═════ Supplied records
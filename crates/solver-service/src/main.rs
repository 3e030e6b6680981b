use anyhow::{Context, Result};
use clap::{Parser, Subcommand};
use solver_account::AccountService;
use solver_config::{Config, ConfigLoader};
use solver_core::{SolverBuilder, SolverEngine, SolverError};
use std::path::PathBuf;
use tokio::signal;
use tokio::sync::mpsc;
use tracing::info;
use tracing_subscriber::{layer::SubscriberExt, util::SubscriberInitExt};

mod implementations;

use implementations::{
	account::create_account, delivery::create_delivery, discovery::create_discovery,
	order::create_order, routing::create_route_query, settlement::create_settlement,
};

#[derive(Parser)]
#[command(name = "intent-solver")]
#[command(about = "Cross-chain intent solver", long_about = None)]
struct Cli {
	#[command(subcommand)]
	command: Option<Commands>,

	#[arg(short, long, value_name = "FILE", default_value = "config/solver.toml")]
	config: PathBuf,

	#[arg(long, env = "SOLVER_LOG_LEVEL", default_value = "info")]
	log_level: String,
}

#[derive(Subcommand)]
enum Commands {
	/// Start the solver
	Start,
	/// Validate the configuration file
	Validate,
}

#[tokio::main]
async fn main() -> Result<()> {
	let cli = Cli::parse();

	setup_tracing(&cli.log_level)?;

	match cli.command {
		Some(Commands::Start) | None => start_solver(cli).await,
		Some(Commands::Validate) => validate_config(cli).await,
	}
}

fn build_solver(config: Config) -> Result<SolverEngine, SolverError> {
	SolverBuilder::new(config)
		.with_account_factory(create_account)
		.with_delivery_factory(create_delivery)
		.with_discovery_factory(create_discovery)
		.with_order_factory(create_order)
		.with_settlement_factory(create_settlement)
		.with_route_query_factory(create_route_query)
		.build()
}

async fn start_solver(cli: Cli) -> Result<()> {
	info!("Loading configuration from: {:?}", cli.config);

	let config = ConfigLoader::new()
		.with_file(&cli.config)
		.load()
		.await
		.context("Failed to load configuration")?;

	let solver = build_solver(config).context("Failed to build solver")?;

	let (stop_tx, stop_rx) = mpsc::channel(1);
	tokio::spawn(async move {
		shutdown_signal().await;
		info!("Shutdown signal received");
		let _ = stop_tx.send(()).await;
	});

	solver.run(stop_rx).await.context("Solver stopped with an error")?;

	info!("Solver stopped");
	Ok(())
}

async fn validate_config(cli: Cli) -> Result<()> {
	info!("Validating configuration file: {:?}", cli.config);

	let config = ConfigLoader::new()
		.with_file(&cli.config)
		.load()
		.await
		.context("Failed to load configuration")?;

	let account = AccountService::new(
		create_account(&config).context("Invalid account configuration")?,
	);
	let address = account
		.get_address()
		.await
		.context("Failed to derive solver address")?;

	info!("Configuration is valid");
	info!("Solver: {} ({})", config.solver.id, address);
	info!(
		"Network: chain {} via {}",
		config.network.chain_id, config.network.rpc_url
	);
	info!("IntentBox: {}", config.contracts.intent_box);
	info!("Registry: {}", config.contracts.registry);
	info!("Settlement: {}", config.contracts.settlement);
	match config.routing.pathfinder {
		Some(pathfinder) => info!("Pathfinder: {}", pathfinder),
		None => info!("Pathfinder: not configured, using local route table"),
	}

	Ok(())
}

fn setup_tracing(log_level: &str) -> Result<()> {
	let env_filter = tracing_subscriber::EnvFilter::try_from_default_env()
		.unwrap_or_else(|_| tracing_subscriber::EnvFilter::new(log_level));

	tracing_subscriber::registry()
		.with(env_filter)
		.with(tracing_subscriber::fmt::layer())
		.try_init()
		.context("Failed to initialize tracing")?;

	Ok(())
}

async fn shutdown_signal() {
	let ctrl_c = async {
		if let Err(e) = signal::ctrl_c().await {
			tracing::error!("Failed to listen for Ctrl+C: {}", e);
			std::future::pending::<()>().await;
		}
	};

	#[cfg(unix)]
	let terminate = async {
		match signal::unix::signal(signal::unix::SignalKind::terminate()) {
			Ok(mut sigterm) => {
				sigterm.recv().await;
			}
			Err(e) => {
				tracing::error!("Failed to install SIGTERM handler: {}", e);
				std::future::pending::<()>().await;
			}
		}
	};

	#[cfg(not(unix))]
	let terminate = std::future::pending::<()>();

	tokio::select! {
		_ = ctrl_c => {},
		_ = terminate => {},
	}
}
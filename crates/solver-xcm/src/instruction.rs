//! XCM instructions used by the solver's transfer programs.
//!
//! Every asset referenced here is the relay chain's native token seen from a
//! parachain (`parents: 1, interior: Here`), fungible, and every deposit
//! selects assets with `Wild(AllCounted(1))`.

use alloy::primitives::{B256, U256};

use crate::compact::encode_into;

const WITHDRAW_ASSET: u8 = 0x00;
const DEPOSIT_RESERVE_ASSET: u8 = 0x09;
const DEPOSIT_ASSET: u8 = 0x0d;
const BUY_EXECUTION: u8 = 0x13;

/// `{ parents: 1, interior: Here }` followed by `Fungible`.
const RELAY_NATIVE_FUNGIBLE: [u8; 3] = [0x01, 0x00, 0x00];
/// `Wild(AllCounted(..))`; the count that follows is a plain little-endian u32.
const WILD_ALL_COUNTED: [u8; 2] = [0x01, 0x01];
/// `{ parents: 0, interior: X1(AccountId32 { network: None, .. }) }`.
const LOCAL_ACCOUNT_ID32: [u8; 4] = [0x00, 0x01, 0x01, 0x00];
/// `{ parents: 1, interior: X1(Parachain(..)) }`.
const SIBLING_PARACHAIN: [u8; 3] = [0x01, 0x01, 0x00];
/// `WeightLimit::Unlimited`.
const UNLIMITED_WEIGHT: u8 = 0x00;

#[derive(Debug, Clone, PartialEq, Eq)]
pub enum Instruction {
	/// Move `amount` planck out of the origin's account into the holding register.
	WithdrawAsset { amount: U256 },
	/// Pay for execution with up to `fee` planck, without a weight limit.
	BuyExecution { fee: U256 },
	/// Deposit the held asset into a local 32-byte account.
	DepositAsset { beneficiary: B256 },
	/// Send the held asset to parachain `dest` and run `xcm` there.
	DepositReserveAsset { dest: u32, xcm: Vec<Instruction> },
}

impl Instruction {
	pub fn encode(&self) -> Vec<u8> {
		let mut out = Vec::new();
		self.encode_to(&mut out);
		out
	}

	pub fn encode_to(&self, out: &mut Vec<u8>) {
		match self {
			Self::WithdrawAsset { amount } => {
				out.push(WITHDRAW_ASSET);
				encode_into(U256::from(1u8), out);
				out.extend_from_slice(&RELAY_NATIVE_FUNGIBLE);
				encode_into(*amount, out);
			}
			Self::BuyExecution { fee } => {
				out.push(BUY_EXECUTION);
				out.extend_from_slice(&RELAY_NATIVE_FUNGIBLE);
				encode_into(*fee, out);
				out.push(UNLIMITED_WEIGHT);
			}
			Self::DepositAsset { beneficiary } => {
				out.push(DEPOSIT_ASSET);
				out.extend_from_slice(&WILD_ALL_COUNTED);
				out.extend_from_slice(&1u32.to_le_bytes());
				out.extend_from_slice(&LOCAL_ACCOUNT_ID32);
				out.extend_from_slice(beneficiary.as_slice());
			}
			Self::DepositReserveAsset { dest, xcm } => {
				out.push(DEPOSIT_RESERVE_ASSET);
				out.extend_from_slice(&WILD_ALL_COUNTED);
				out.extend_from_slice(&1u32.to_le_bytes());
				out.extend_from_slice(&SIBLING_PARACHAIN);
				out.extend_from_slice(&dest.to_le_bytes());
				// Nested programs carry no version byte.
				encode_into(U256::from(xcm.len()), out);
				for instruction in xcm {
					instruction.encode_to(out);
				}
			}
		}
	}
}

pub fn encode_withdraw(amount: U256) -> Vec<u8> {
	Instruction::WithdrawAsset { amount }.encode()
}

pub fn encode_buy_execution(fee: U256) -> Vec<u8> {
	Instruction::BuyExecution { fee }.encode()
}

pub fn encode_deposit_local(beneficiary: B256) -> Vec<u8> {
	Instruction::DepositAsset { beneficiary }.encode()
}

pub fn encode_deposit_via_reserve(dest: u32, xcm: Vec<Instruction>) -> Vec<u8> {
	Instruction::DepositReserveAsset { dest, xcm }.encode()
}

#[cfg(test)]
mod tests {
	use super::*;

	#[test]
	fn test_withdraw_and_buy_execution() {
		let amount = U256::from(1_200_000_000u64);
		assert_eq!(hex::encode(encode_withdraw(amount)), "000401000003008c8647");
		assert_eq!(hex::encode(encode_buy_execution(amount)), "1301000003008c864700");
	}

	#[test]
	fn test_deposit_local() {
		let beneficiary = B256::repeat_byte(0xab);
		let encoded = encode_deposit_local(beneficiary);
		assert_eq!(hex::encode(&encoded[..11]), "0d01010100000000010100");
		assert_eq!(&encoded[11..], beneficiary.as_slice());
		assert_eq!(encoded.len(), 43);
	}

	#[test]
	fn test_deposit_via_reserve_header() {
		let encoded = encode_deposit_via_reserve(2034, Vec::new());
		// 2034 = 0x07f2; empty nested program encodes as compact(0).
		assert_eq!(hex::encode(encoded), "09010101000000010100f207000000");
	}
}
use super::read_provider;
use solver_config::Config;
use solver_core::SolverError;
use solver_discovery::implementations::onchain::intent_box::IntentBoxDiscovery;
use solver_discovery::DiscoveryInterface;

pub fn create_discovery(config: &Config) -> Result<Box<dyn DiscoveryInterface>, SolverError> {
	let provider = read_provider(&config.network.rpc_url)?;
	Ok(Box::new(IntentBoxDiscovery::new(
		provider,
		config.contracts.intent_box,
	)))
}
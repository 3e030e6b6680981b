use solver_account::AccountService;
use solver_config::Config;
use solver_core::SolverError;
use solver_delivery::implementations::evm::alloy::{connect_provider, AlloyDelivery};
use solver_delivery::DeliveryInterface;

/// Alloy delivery signing with the account's wallet.
pub fn create_delivery(
	config: &Config,
	account: &AccountService,
) -> Result<Box<dyn DeliveryInterface>, SolverError> {
	let provider = connect_provider(&config.network.rpc_url, account.wallet())
		.map_err(|e| SolverError::Config(e.to_string()))?;

	Ok(Box::new(AlloyDelivery::new(
		provider,
		config.delivery.receipt_poll_interval(),
		config.delivery.receipt_timeout(),
	)))
}
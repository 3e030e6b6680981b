use solver_account::AccountInterface;
use solver_config::Config;
use solver_core::SolverError;

pub fn create_account(config: &Config) -> Result<Box<dyn AccountInterface>, SolverError> {
	Ok(solver_account::create_account(
		&config.account.provider,
		&config.account.config,
	)?)
}
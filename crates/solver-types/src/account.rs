//! Account-related types for the solver system.
//!
//! This module defines the transaction shape handed from the contract clients
//! to delivery, and the bonding record the registry keeps for each solver.

use alloy::primitives::{Address, Bytes, TxKind, U256};
use alloy::rpc::types::{TransactionInput, TransactionRequest};

/// Contract call ready to be signed and submitted.
///
/// Built by the ledger, settlement and registry clients from ABI-encoded
/// calldata. Nonce and gas are left to the delivery provider.
#[derive(Debug, Clone, PartialEq, Eq)]
pub struct Transaction {
	/// Contract being called.
	pub to: Address,
	/// ABI-encoded calldata.
	pub data: Bytes,
	/// Native value attached to the call (the bond for registration).
	pub value: U256,
	/// Chain ID for replay protection.
	pub chain_id: u64,
}

impl Transaction {
	/// Creates a call with no native value attached.
	pub fn call(to: Address, data: impl Into<Bytes>, chain_id: u64) -> Self {
		Self {
			to,
			data: data.into(),
			value: U256::ZERO,
			chain_id,
		}
	}

	/// Attaches native value to the call.
	pub fn with_value(mut self, value: U256) -> Self {
		self.value = value;
		self
	}
}

/// Conversion from our Transaction type to Alloy's TransactionRequest.
impl From<Transaction> for TransactionRequest {
	fn from(tx: Transaction) -> Self {
		TransactionRequest {
			chain_id: Some(tx.chain_id),
			to: Some(TxKind::Call(tx.to)),
			value: Some(tx.value),
			input: TransactionInput::new(tx.data),
			..Default::default()
		}
	}
}

/// Bonding record of a solver as stored by the registry contract.
#[derive(Debug, Clone, PartialEq, Eq)]
pub struct SolverStatus {
	/// Stake currently locked by the solver.
	pub bond_amount: U256,
	/// Number of intents the solver has filled.
	pub filled_count: U256,
	/// Number of times the solver has been slashed.
	pub slash_count: U256,
	/// Whether the solver may fill intents.
	pub active: bool,
}
//! Startup check that the solver holds an active bond.

use crate::{SettlementError, SettlementInterface};
use alloy::primitives::utils::format_ether;
use alloy::primitives::{Address, U256};
use solver_delivery::DeliveryService;
use solver_types::{EventBus, SettlementEvent, SolverEvent, TransactionReceipt};
use std::sync::Arc;

/// Outcome of [`RegistrationGate::ensure_registered`].
#[derive(Debug, Clone, PartialEq, Eq)]
pub enum Registration {
	AlreadyActive { bond: U256 },
	Registered { bond: U256, receipt: TransactionReceipt },
}

pub struct RegistrationGate {
	settlement: Arc<dyn SettlementInterface>,
	delivery: Arc<DeliveryService>,
	event_bus: EventBus,
}

impl RegistrationGate {
	pub fn new(
		settlement: Arc<dyn SettlementInterface>,
		delivery: Arc<DeliveryService>,
		event_bus: EventBus,
	) -> Self {
		Self {
			settlement,
			delivery,
			event_bus,
		}
	}

	/// Bonds the solver at the registry's minimum unless it is already active.
	///
	/// Waits for the registration to be mined. Any error here means the
	/// solver must not start filling.
	pub async fn ensure_registered(&self, solver: Address) -> Result<Registration, SettlementError> {
		let status = self.settlement.solver_status(solver).await?;
		if status.active {
			tracing::info!(
				bond = %format_ether(status.bond_amount),
				filled = %status.filled_count,
				"Already registered"
			);
			return Ok(Registration::AlreadyActive {
				bond: status.bond_amount,
			});
		}

		let bond = self.settlement.min_bond().await?;
		tracing::info!(bond = %format_ether(bond), "Registering as solver");

		let receipt = self
			.delivery
			.deliver_and_confirm(self.settlement.register_transaction(bond))
			.await?;

		tracing::info!(
			bond = %format_ether(bond),
			block = receipt.block_number,
			"Registered"
		);
		self.event_bus
			.publish(SolverEvent::Settlement(SettlementEvent::Registered {
				bond,
				receipt,
			}));

		Ok(Registration::Registered { bond, receipt })
	}
}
══════════
▶ What is required
Take the records above and return, word for word, only the lines that fall from the line with "pub fn encode(&self)" to the line with "encode_into(U256::from(1u8), out);", both of them included.

▶ Task output
	pub fn encode(&self) -> Vec<u8> {
		let mut out = Vec::new();
		self.encode_to(&mut out);
		out
	}

	pub fn encode_to(&self, out: &mut Vec<u8>) {
		match self {
			Self::WithdrawAsset { amount } => {
				out.push(WITHDRAW_ASSET);
				encode_into(U256::from(1u8), out);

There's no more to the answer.